Following dissolution, some of Breadsall's lands were transferred to Darley Abbey. However, Darley was also dissolved soon after, and the land passed to the Crown. By September 1536, the priory site itself was leased by the Crown, and being farmed by, Lawrence Holland of Belper. Following the Dissolution of the Monasteries in 1536, the site was granted by the Crown to the Duke of Suffolk.

Breadsall subsequently passed through numerous owners. In the late 16th century, when under the ownership of Sir John Bentley, an Elizabethan "E-plan" house was constructed on the former priory site. The original house, also known as Breadsall Priory, was altered and extended by architect Robert Scrivener around 1861, and a new wing was added in 1906. The house's stable buildings were constructed in the mid-19th century.

The physician and poet Erasmus Darwin, grandfather of Charles Darwin, moved to Breadsall shortly before his death in 1802. The house was subsequently home to his son Sir Francis Sacheverel Darwin (1786–1859). Sir Francis' son Edward Levett Darwin, author of the Gameskeeper's Manual (under the pseudonym "High Elms"), learnt natural history in its grounds.

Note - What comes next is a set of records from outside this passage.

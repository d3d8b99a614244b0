//! Diagnostic sink seam.
//!
//! The data-path dispatcher mirrors traffic into a [`DiagnosticSink`]
//! instead of talking to UARTs directly, so the protocol logic can be
//! tested (or built) without any debug transport attached. On hardware
//! the sink is backed by two UART transmitters; see `main.rs`.
//!
//! Mirroring is a debugging aid only - it is outside the correctness
//! contract and never reports errors.

const HEX: &[u8; 16] = b"0123456789ABCDEF";

/// Destination for diagnostic byte mirroring.
pub trait DiagnosticSink {
    /// One byte on the debug channel (human-facing hex dumps and markers).
    fn debug(&mut self, byte: u8);

    /// One byte on the auxiliary channel (raw pass-through of MIDI payload).
    fn aux(&mut self, byte: u8);

    /// Two uppercase hex digits of `byte` on the debug channel.
    fn debug_hex(&mut self, byte: u8) {
        self.debug(HEX[usize::from(byte >> 4)]);
        self.debug(HEX[usize::from(byte & 0x0F)]);
    }
}

/// Sink that discards everything.
pub struct NullSink;

impl DiagnosticSink for NullSink {
    fn debug(&mut self, _byte: u8) {}

    fn aux(&mut self, _byte: u8) {}
}

#[cfg(test)]
mod tests {
    use super::*;

    #[derive(Default)]
    struct Capture {
        debug: Vec<u8>,
        aux: Vec<u8>,
    }

    impl DiagnosticSink for Capture {
        fn debug(&mut self, byte: u8) {
            self.debug.push(byte);
        }

        fn aux(&mut self, byte: u8) {
            self.aux.push(byte);
        }
    }

    #[test]
    fn hex_digits_are_uppercase_and_zero_padded() {
        let mut sink = Capture::default();
        sink.debug_hex(0xA5);
        sink.debug_hex(0x0F);
        sink.debug_hex(0x00);
        assert_eq!(sink.debug, b"A50F00");
        assert!(sink.aux.is_empty());
    }
}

Later, Derby industrialist Sir Alfred Seale Haslam (1844–1927), (Mayor of Derby 1890/91, Member of Parliament for Newcastle-under-Lyme 1900/6) acquired the house. His son Eric Seale Haslam was High Sheriff of Derbyshire in 1937.

The building is currently a Marriott hotel, with two 18-hole golf courses: one set in parkland and is called the Priory Course; the other is called the Moorland Course. In 2005, the priory hosted a G8 summit meeting of environment and development ministers.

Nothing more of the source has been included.